Unsurprisingly, Mr Bannon has boosted Robert F Kennedy Jr, the son of the 1968 presidential candidate and former environmental activist who in recent decades has become more infamous for promoting the debunked theory that vaccines cause autism. Now, Mr Kennedy has found another benefactor who seems to enjoy deluging the press with excrement: Elon Musk.

Of course, this isn’t the first time Mr Musk has hosted one of these forums. Last month, he hosted Florida Gov Ron DeSantis, who is running for the Republican nomination for president.

But the two venues seem to differ: while Mr Musk had previously praised the Florida governor and said he leaned toward supporting Mr DeSantis as early as last year, his forum with Mr Kennedy seemed more about taking glee in flouting all sense of decorum and platforming a known conspiracy theorist just because he can.

Like Mr Trump, Mr Musk knows that because he runs the Twitter show and he is already famous, anything he says instantly becomes news and will require the media to cover it. His decision to platform someone like Mr Kennedy would put the press in a predicament between having to air the sound and fury of someone whose ramblings about vaccines have led his own prestigious political family to disavow him.

But despite the marquee attractions, not much in the way of political fireworks happened. The two seemed perfectly content to air their grievances about their supposed persecution (despite being one of the wealthiest men in the world and the son of a senator who many believe would have become president had he not been killed) and the “moneyed interests that large corporations” which led to Mr Kennedy bemoaning supposedly being unfairly censored when social media outlets simply booted him for continuing to spread lies.

Mr Kennedy grovelling to Mr Musk, of course, allowed the Tesla owner to see himself as a media playmaker who sets the agenda, not unlike how many right-wingers believe mainstream media colludes to set an agenda.

But incidentally, Mr Musk, who promotes himself as a man of science whose innovations will save humanity, did not push back on many of Mr Kennedy’s claims about vaccines, perhaps one of the most lifesaving medical innovations in the past century.
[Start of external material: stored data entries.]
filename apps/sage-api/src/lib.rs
pub mod routes;
pub mod state;

use std::{net::SocketAddr, path::PathBuf};

use clap::Parser;
use color_eyre::eyre;
use tokio::net::TcpListener;

use crate::state::AppState;

#[derive(Debug, Parser)]
#[command(
	version = sage_cli::VERSION,
	rename_all = "kebab",
	styles = sage_cli::styles(),
)]
pub struct Args {
	#[arg(long, short = 'c', value_name = "FILE")]
	pub config: PathBuf,
}

pub async fn run(args: Args) -> color_eyre::Result<()> {
	let config = sage_config::load(&args.config)?;

	sage_cli::init_tracing(&config.service.log_level);

	let http_addr: SocketAddr = config.service.http_bind.parse()?;
	let admin_addr: SocketAddr = config.service.admin_bind.parse()?;

	if config.security.bind_localhost_only && !http_addr.ip().is_loopback() {
		return Err(eyre::eyre!(
			"http_bind must be a loopback address when bind_localhost_only is true."
		));
	}
	if !admin_addr.ip().is_loopback() {
		return Err(eyre::eyre!("admin_bind must be a loopback address."));
	}

	let state = AppState::new(config).await?;
	let app = routes::router(state.clone());
	let admin_app = routes::admin_router(state);
	let http_listener = TcpListener::bind(http_addr).await?;

	tracing::info!(%http_addr, "HTTP server listening.");

	let http_server = axum::serve(http_listener, app);
	let admin_listener = TcpListener::bind(admin_addr).await?;

	tracing::info!(%admin_addr, "Admin server listening.");

	let admin_server = axum::serve(admin_listener, admin_app);

	tokio::try_join!(http_server, admin_server)?;

	Ok(())
}
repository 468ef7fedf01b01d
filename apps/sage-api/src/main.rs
use clap::Parser;

#[tokio::main]
async fn main() -> color_eyre::Result<()> {
	color_eyre::install()?;

	let args = sage_api::Args::parse();

	sage_api::run(args).await
}
use chrono::{DateTime, Utc};
use serde::Serialize;
use sqlx::FromRow;

use crate::modules::reaction::ReactionsSummary;

#[derive(Debug, Clone, FromRow, Serialize)]
pub struct CommentView {
    pub id: i64,
    pub user_id: i64,
    pub username: String,
    pub blog_id: i64,
    pub content: String,
    pub reacts_count: i64,
    pub created_at: DateTime<Utc>,
    pub updated_at: DateTime<Utc>,
    #[sqlx(flatten)]
    pub reactions: ReactionsSummary,
}
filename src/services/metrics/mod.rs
pub mod collectors;
pub mod middleware;
pub mod registry;

pub use collectors::{MetricsTimer, SchedulerMetricsCollector};
pub use middleware::metrics_middleware;
pub use registry::MetricsRegistry;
There is also a bit of irony in that Mr Musk publicly disclosed that he has Asperger’s Syndrome on Saturday Night Live in 2021 (even though the term is no longer officially used in the Diagnostic and Statistical Manual of Mental Disorders and Hans Asperger’s involvement with the Nazi regime has tarnished his image).

In addition, Mr Musk did not challenge Mr Kennedy when he seemed to shift the blame on school shootings from the proliferation of guns to the rise of psychiatric drugs, despite little evidence of a link between the two. Of course, given the fact that many of Mr Musk’s diehard fans are now on the right, he couldn’t because it would mean putting the onus on America’s gun violence epidemic on firearms, which would lose him support among the paid-for blue checks.
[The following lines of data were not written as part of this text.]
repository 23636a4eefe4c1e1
use axum::http::StatusCode;
use serde_json::{json, Value};

use crate::common::{test_password, TestContext};

#[tokio::test]
async fn register_creates_account_and_queues_welcome_email() {
    let mut ctx = TestContext::new().await;

    let body = ctx.register("alice").await;
    assert_eq!(body["status"], "success");
    assert_eq!(body["data"]["username"], "alice");
    assert_eq!(body["data"]["nationality"], "Ghana");
    assert!(body["data"]["id"].as_i64().is_some());

    let emails = ctx.drain_emails();
    assert_eq!(emails.len(), 1);
    assert_eq!(emails[0].to, "alice@example.com");
    assert_eq!(emails[0].subject, "Registered successfully");
}

#[tokio::test]
async fn register_never_returns_password_material() {
    let ctx = TestContext::new().await;
    let body = ctx.register("alice").await;

    let raw = body.to_string();
    assert!(!raw.contains("password"));
    assert!(!raw.contains("argon2"));
}

#[tokio::test]
async fn register_with_duplicate_username_returns_conflict() {
    let ctx = TestContext::new().await;
    ctx.register("alice").await;

    let response = ctx
        .server
        .post("/auth/register")
        .json(&json!({
            "username": "alice",
            "email": "other@example.com",
            "password": test_password(),
            "name": "Another Alice",
            "age": 22,
            "nationality": "Kenya"
        }))
        .await;

    response.assert_status(StatusCode::CONFLICT);
    let body: Value = response.json();
    assert!(body["detail"].is_string());
}

#[tokio::test]
async fn register_with_duplicate_email_returns_conflict() {
    let ctx = TestContext::new().await;
    ctx.register("alice").await;

    let response = ctx
        .server
        .post("/auth/register")
        .json(&json!({
            "username": "alice2",
            "email": "alice@example.com",
            "password": test_password(),
            "name": "Alice Two",
            "age": 22,
            "nationality": "Kenya"
        }))
        .await;

    response.assert_status(StatusCode::CONFLICT);
}

#[tokio::test]
async fn register_with_short_password_returns_bad_request() {
    let ctx = TestContext::new().await;

    let response = ctx
        .server
        .post("/auth/register")
        .json(&json!({
            "username": "bob",
            "email": "bob@example.com",
            "password": "short",
            "name": "Bob",
            "age": 40,
            "nationality": "Nigeria"
        }))
        .await;

    response.assert_status(StatusCode::BAD_REQUEST);
}

#[tokio::test]
async fn register_with_invalid_email_returns_bad_request() {
    let ctx = TestContext::new().await;

    let response = ctx
        .server
        .post("/auth/register")
        .json(&json!({
            "username": "bob",
            "email": "not-an-email",
            "password": test_password(),
            "name": "Bob",
            "age": 40,
            "nationality": "Nigeria"
        }))
        .await;

    response.assert_status(StatusCode::BAD_REQUEST);
}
Moreover, Mr Musk’s forum with Mr Kennedy went on for more than two hours, which made it all the moe difficult for reporters and fact-checkers to keep up with the it or to maintain their attention. But that was the point for him; Mr Musk clearly wanted to run reporters ragged so that they couldn’t keep up with the misinformation or have them divert their attention to other topics.

Incidentally, his side quest with Mr Kennedy came just as Mike Pence filed paperwork to run for president, Sen Tim Scott (R-SC) went on The View to joust with the liberal co-hosts and the day after Nikki Haley hosted a town hall with CNN. But Mr Musk made all of that irrelevant and put all eyes on him. And the press fell for it, so there is every reason to expect him to do this more.